Since then, I have learned substantially more history, soured somewhat on political science as an academic discipline, and have become much more skeptical of public opinion polls. Both political science and the political polls too often imply a scientific precision that I no longer think actually exists in American politics. I have slowly learned that politics is a lot more art than science than I once believed. . . .
Again, this is a different approach than the poll mavens will offer. They are taking data at face value, running simulations off it, and generating probability estimates. That is not what this is, and it should not be interpreted as such. I am not willing to take polls at face value anymore. I am more interested in connecting the polls to history and the long-run structure of American politics, and when I do that I see a Romney victory.

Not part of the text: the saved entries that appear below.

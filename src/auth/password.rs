//! Password strength checks and hashing.
//!
//! A raw password must first pass the strength check to become a
//! [ValidatedPassword], which is then salted and hashed into a [PasswordHash]
//! for storage.

use std::fmt::Display;

use bcrypt::{hash, verify};
use serde::{Deserialize, Serialize};
use zxcvbn::{Score, feedback::Feedback, zxcvbn};

use crate::Error;

/// A password that is strong enough to use, but has not been hashed yet.
#[derive(Debug, Clone, PartialEq, Serialize, Deserialize)]
pub struct ValidatedPassword(String);

impl ValidatedPassword {
    /// Check the strength of `raw_password`.
    ///
    /// `user_inputs` should hold the other details the user typed in, such as
    /// their username and email, so that passwords derived from them are rated
    /// as weak.
    ///
    /// # Errors
    ///
    /// Returns [Error::TooWeak] with a suggestion for a stronger password if
    /// the password is easy to guess.
    pub fn new(raw_password: &str, user_inputs: &[&str]) -> Result<Self, Error> {
        let analysis = zxcvbn(raw_password, user_inputs);

        match analysis.score() {
            Score::Three | Score::Four => Ok(Self(raw_password.to_owned())),
            _ => Err(Error::TooWeak(
                analysis
                    .feedback()
                    .unwrap_or(&Feedback::default())
                    .to_string(),
            )),
        }
    }

    /// Wrap `raw_password` without checking its strength.
    ///
    /// Only use this for passwords that have been checked elsewhere, e.g., in tests.
    pub fn new_unchecked(raw_password: &str) -> Self {
        Self(raw_password.to_owned())
    }
}

impl Display for ValidatedPassword {
    fn fmt(&self, f: &mut std::fmt::Formatter<'_>) -> std::fmt::Result {
        f.write_str("********")
    }
}

/// A salted and hashed password.
#[derive(Debug, Clone, PartialEq, Serialize, Deserialize)]
pub struct PasswordHash(String);

impl PasswordHash {
    /// The recommended bcrypt cost.
    pub const DEFAULT_COST: u32 = bcrypt::DEFAULT_COST;

    /// Hash `password` with `cost` rounds of bcrypt.
    ///
    /// Tests should use a small cost such as 4 to keep them fast.
    ///
    /// # Errors
    ///
    /// Returns [Error::HashingError] if bcrypt could not hash the password.
    pub fn new(password: ValidatedPassword, cost: u32) -> Result<Self, Error> {
        hash(&password.0, cost)
            .map(Self)
            .map_err(|error| Error::HashingError(error.to_string()))
    }

    /// Wrap a hash that was read back from the database.
    pub fn new_unchecked(raw_password_hash: &str) -> Self {
        Self(raw_password_hash.to_owned())
    }

    /// Check the strength of `raw_password` and hash it.
    ///
    /// # Errors
    ///
    /// Returns [Error::TooWeak] or [Error::HashingError].
    pub fn from_raw_password(
        raw_password: &str,
        user_inputs: &[&str],
        cost: u32,
    ) -> Result<Self, Error> {
        let validated_password = ValidatedPassword::new(raw_password, user_inputs)?;

        PasswordHash::new(validated_password, cost)
    }

    /// Whether `raw_password` is the password this hash was made from.
    ///
    /// # Errors
    ///
    /// Returns [Error::HashingError] if the stored hash is malformed.
    pub fn verify(&self, raw_password: &str) -> Result<bool, Error> {
        verify(raw_password, &self.0).map_err(|error| Error::HashingError(error.to_string()))
    }
}

impl AsRef<str> for PasswordHash {
    fn as_ref(&self) -> &str {
        &self.0
    }
}

impl Display for PasswordHash {
    fn fmt(&self, f: &mut std::fmt::Formatter<'_>) -> std::fmt::Result {
        f.write_str(&self.0)
    }
}

#[cfg(test)]
mod validated_password_tests {
    use crate::{Error, ValidatedPassword};

    #[test]
    fn rejects_empty_password() {
        let result = ValidatedPassword::new("", &[]);

        assert!(matches!(result, Err(Error::TooWeak(_))));
    }

    #[test]
    fn rejects_common_password() {
        let result = ValidatedPassword::new("password123", &[]);

        assert!(matches!(result, Err(Error::TooWeak(_))));
    }

    #[test]
    fn rejects_password_built_from_username() {
        let result = ValidatedPassword::new("alice2024", &["alice", "alice@example.com"]);

        assert!(matches!(result, Err(Error::TooWeak(_))));
    }

    #[test]
    fn accepts_long_random_password() {
        let result = ValidatedPassword::new("correcthorsebatterystaple-92!", &["alice"]);

        assert!(result.is_ok());
    }

    #[test]
    fn display_hides_password() {
        let password = ValidatedPassword::new_unchecked("hunter2");

        assert_eq!(password.to_string(), "********");
    }
}
//! Defines the app level error type and conversions to rendered HTML pages and alerts.
use axum::{
    http::StatusCode,
    response::{IntoResponse, Response},
};

use crate::{
    alert::Alert,
    internal_server_error::InternalServerError,
    not_found::{ForbiddenError, NotFoundError},
};

/// The errors that may occur in the application.
#[derive(Debug, thiserror::Error, PartialEq)]
pub enum Error {
    /// The auth token cookie is missing from the cookie jar in the request.
    #[error("no auth token in the cookie jar")]
    CookieMissing,

    /// The auth token cookie could not be parsed.
    ///
    /// Callers should pass in the original error as a string.
    #[error("could not parse the auth token: {0}")]
    InvalidToken(String),

    /// The auth token is past its expiry date time.
    #[error("the auth token has expired")]
    TokenExpired,

    /// The user provided a password that is too easy to guess.
    #[error("password is too weak: {0}")]
    TooWeak(String),

    /// An unexpected error occurred with the underlying hashing library.
    ///
    /// The error string should only be logged for debugging on the server.
    /// When communicating with the application client this error should be
    /// replaced with a general error type indicating an internal server error.
    #[error("hashing failed: {0}")]
    HashingError(String),

    /// The username is too short or too long.
    #[error("username must be between {min} and {max} characters long")]
    InvalidUsername {
        /// The minimum number of characters.
        min: usize,
        /// The maximum number of characters.
        max: usize,
    },

    /// The string is not a valid email address.
    #[error("\"{0}\" is not a valid email address")]
    InvalidEmail(String),

    /// Another user already has this username.
    #[error("that username is taken, please choose a different one")]
    DuplicateUsername,

    /// Another user already has this email address.
    #[error("that email is taken, please choose a different one")]
    DuplicateEmail,

    /// A required text field was empty or only whitespace.
    #[error("{0} cannot be empty")]
    EmptyField(&'static str),

    /// An amount was zero, infinite or not a number.
    #[error("amount must be a non-zero number")]
    InvalidAmount,

    /// The requested resource was not found.
    ///
    /// For HTTP request handlers, the client should check that the parameters
    /// (e.g., ID) are correct and that the resource has been created.
    ///
    /// Internally, this error may occur when a query returns no rows.
    #[error("the requested resource could not be found")]
    NotFound,

    /// The current user tried to change a resource owned by another user.
    #[error("you do not have permission to change this resource")]
    Forbidden,

    /// An unhandled/unexpected SQL error.
    #[error("an unexpected SQL error occurred: {0}")]
    SqlError(rusqlite::Error),

    /// An error occurred while getting the local timezone from a canonical timezone string.
    #[error("invalid timezone {0}")]
    InvalidTimezoneError(String),

    /// An error occurred while serializing a struct as JSON
    #[error("could not serialize as JSON: {0}")]
    JSONSerializationError(String),

    /// Could not acquire the database lock
    #[error("could not acquire the database lock")]
    DatabaseLockError,

    /// Tried to delete a transaction that does not exist
    #[error("tried to delete a transaction that is not in the database")]
    DeleteMissingTransaction,

    /// Tried to update a transaction that does not exist
    #[error("tried to update a transaction that is not in the database")]
    UpdateMissingTransaction,

    /// Tried to delete a budget entry that does not exist
    #[error("tried to delete a budget entry that is not in the database")]
    DeleteMissingBudgetEntry,

    /// Tried to update a budget entry that does not exist
    #[error("tried to update a budget entry that is not in the database")]
    UpdateMissingBudgetEntry,
}

impl From<rusqlite::Error> for Error {
    fn from(value: rusqlite::Error) -> Self {
        match value {
            // Code 2067 occurs when a UNIQUE constraint failed.
            rusqlite::Error::SqliteFailure(sql_error, Some(ref desc))
                if sql_error.extended_code == 2067 && desc.ends_with("user.username") =>
            {
                Error::DuplicateUsername
            }
            rusqlite::Error::SqliteFailure(sql_error, Some(ref desc))
                if sql_error.extended_code == 2067 && desc.ends_with("user.email") =>
            {
                Error::DuplicateEmail
            }
            rusqlite::Error::QueryReturnedNoRows => Error::NotFound,
            error => {
                tracing::error!("an unhandled SQL error occurred: {}", error);
                Error::SqlError(error)
            }
        }
    }
}

impl IntoResponse for Error {
    fn into_response(self) -> Response {
        match self {
            Error::NotFound => NotFoundError.into_response(),
            Error::Forbidden => ForbiddenError.into_response(),
            Error::InvalidTimezoneError(timezone) => InternalServerError {
                description: "Invalid Timezone Settings",
                fix: &format!(
                    "Could not get local timezone \"{timezone}\". Check your server settings and \
                    ensure the timezone has been set to valid, canonical timezone string"
                ),
            }
            .into_response(),
            Error::DatabaseLockError => InternalServerError::default().into_response(),
            // Any errors that are not handled above are not intended to be shown to the client.
            error => {
                tracing::error!("An unexpected error occurred: {}", error);
                InternalServerError::default().into_response()
            }
        }
    }
}

impl Error {
    /// Convert the error into an HTTP response with an HTML alert.
    pub fn into_alert_response(self) -> Response {
        let (status_code, alert) = match self {
            Error::InvalidTimezoneError(timezone) => (
                StatusCode::INTERNAL_SERVER_ERROR,
                Alert::Error {
                    message: "Invalid Timezone Settings".to_owned(),
                    details: format!(
                        "Could not get local timezone \"{timezone}\". Check your server settings and \
                    ensure the timezone has been set to valid, canonical timezone string"
                    ),
                },
            ),
            Error::InvalidAmount => (
                StatusCode::BAD_REQUEST,
                Alert::Error {
                    message: "Invalid amount".to_owned(),
                    details: "The amount must be a number other than zero.".to_owned(),
                },
            ),
            Error::EmptyField(field) => (
                StatusCode::BAD_REQUEST,
                Alert::Error {
                    message: "Missing details".to_owned(),
                    details: format!("The {field} cannot be empty. Fill it in and try again."),
                },
            ),
            Error::NotFound => (
                StatusCode::NOT_FOUND,
                Alert::Error {
                    message: "Not found".to_owned(),
                    details: "The requested item could not be found.".to_owned(),
                },
            ),
            Error::Forbidden => (
                StatusCode::FORBIDDEN,
                Alert::Error {
                    message: "Permission denied".to_owned(),
                    details: "Only the user who recorded this transaction can change it."
                        .to_owned(),
                },
            ),
            Error::UpdateMissingTransaction => (
                StatusCode::NOT_FOUND,
                Alert::Error {
                    message: "Could not update transaction".to_owned(),
                    details: "The transaction could not be found.".to_owned(),
                },
            ),
            Error::DeleteMissingTransaction => (
                StatusCode::NOT_FOUND,
                Alert::Error {
                    message: "Could not delete transaction".to_owned(),
                    details: "The transaction could not be found. \
                    Try refreshing the page to see if the transaction has already been deleted."
                        .to_owned(),
                },
            ),
            Error::UpdateMissingBudgetEntry => (
                StatusCode::NOT_FOUND,
                Alert::Error {
                    message: "Could not update budget entry".to_owned(),
                    details: "The budget entry could not be found.".to_owned(),
                },
            ),
            Error::DeleteMissingBudgetEntry => (
                StatusCode::NOT_FOUND,
                Alert::Error {
                    message: "Could not delete budget entry".to_owned(),
                    details: "The budget entry could not be found. \
                    Try refreshing the page to see if the entry has already been deleted."
                        .to_owned(),
                },
            ),
            _ => (
                StatusCode::INTERNAL_SERVER_ERROR,
                Alert::Error {
                    message: "Something went wrong".to_owned(),
                    details:
                        "An unexpected error occurred, check the server logs for more details."
                            .to_owned(),
                },
            ),
        };

        (status_code, alert.into_html()).into_response()
    }
}

#[cfg(test)]
mod from_sql_error_tests {
    use rusqlite::Connection;

    use crate::Error;

    fn must_create_table(connection: &Connection) {
        connection
            .execute(
                "CREATE TABLE user (id INTEGER PRIMARY KEY, username TEXT UNIQUE, email TEXT UNIQUE)",
                (),
            )
            .expect("could not create test table");
        connection
            .execute(
                "INSERT INTO user (username, email) VALUES ('alice', 'alice@example.com')",
                (),
            )
            .expect("could not insert test row");
    }

    #[test]
    fn maps_duplicate_username() {
        let connection = Connection::open_in_memory().unwrap();
        must_create_table(&connection);

        let error = connection
            .execute(
                "INSERT INTO user (username, email) VALUES ('alice', 'other@example.com')",
                (),
            )
            .unwrap_err();

        assert_eq!(Error::from(error), Error::DuplicateUsername);
    }

    #[test]
    fn maps_duplicate_email() {
        let connection = Connection::open_in_memory().unwrap();
        must_create_table(&connection);

        let error = connection
            .execute(
                "INSERT INTO user (username, email) VALUES ('bob', 'alice@example.com')",
                (),
            )
            .unwrap_err();

        assert_eq!(Error::from(error), Error::DuplicateEmail);
    }

    #[test]
    fn maps_no_rows_to_not_found() {
        assert_eq!(
            Error::from(rusqlite::Error::QueryReturnedNoRows),
            Error::NotFound
        );
    }
}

Cost’s approach is closer to what Chomsky calls the Galilean approach (I’m not sure that’s the best label for it, but whatever). Cost thinks the data generated by polls are not determinative in their own right, and are best utilized as part of a holistic attempt to understand the underlying dynamics of the race, one that incorporates historical and other general political principles. (The upshot is that Cost thinks Democrats can’t repeat their post–New Deal, pre-Reagan feats of winning presidential elections without winning independents, which I fear is false, FWIW.) The limitation of Cost’s way of doing things is that it is only quasi-empirical, relying quite a bit on “art” and “gut instinct”, and thus tricky to falsify or reproduce. The limitation of Silver’s way of doing things is that Silver’s predictions don’t tell us much about the Why and How — that is, their assumed predictive power isn’t premised on anything like a deep understanding of “what the numbers mean.” And if you can’t say why the model does a good job of approximating what’s going on “outside the window,” you’re vulnerable to being caught off guard by the Black Swans of the world.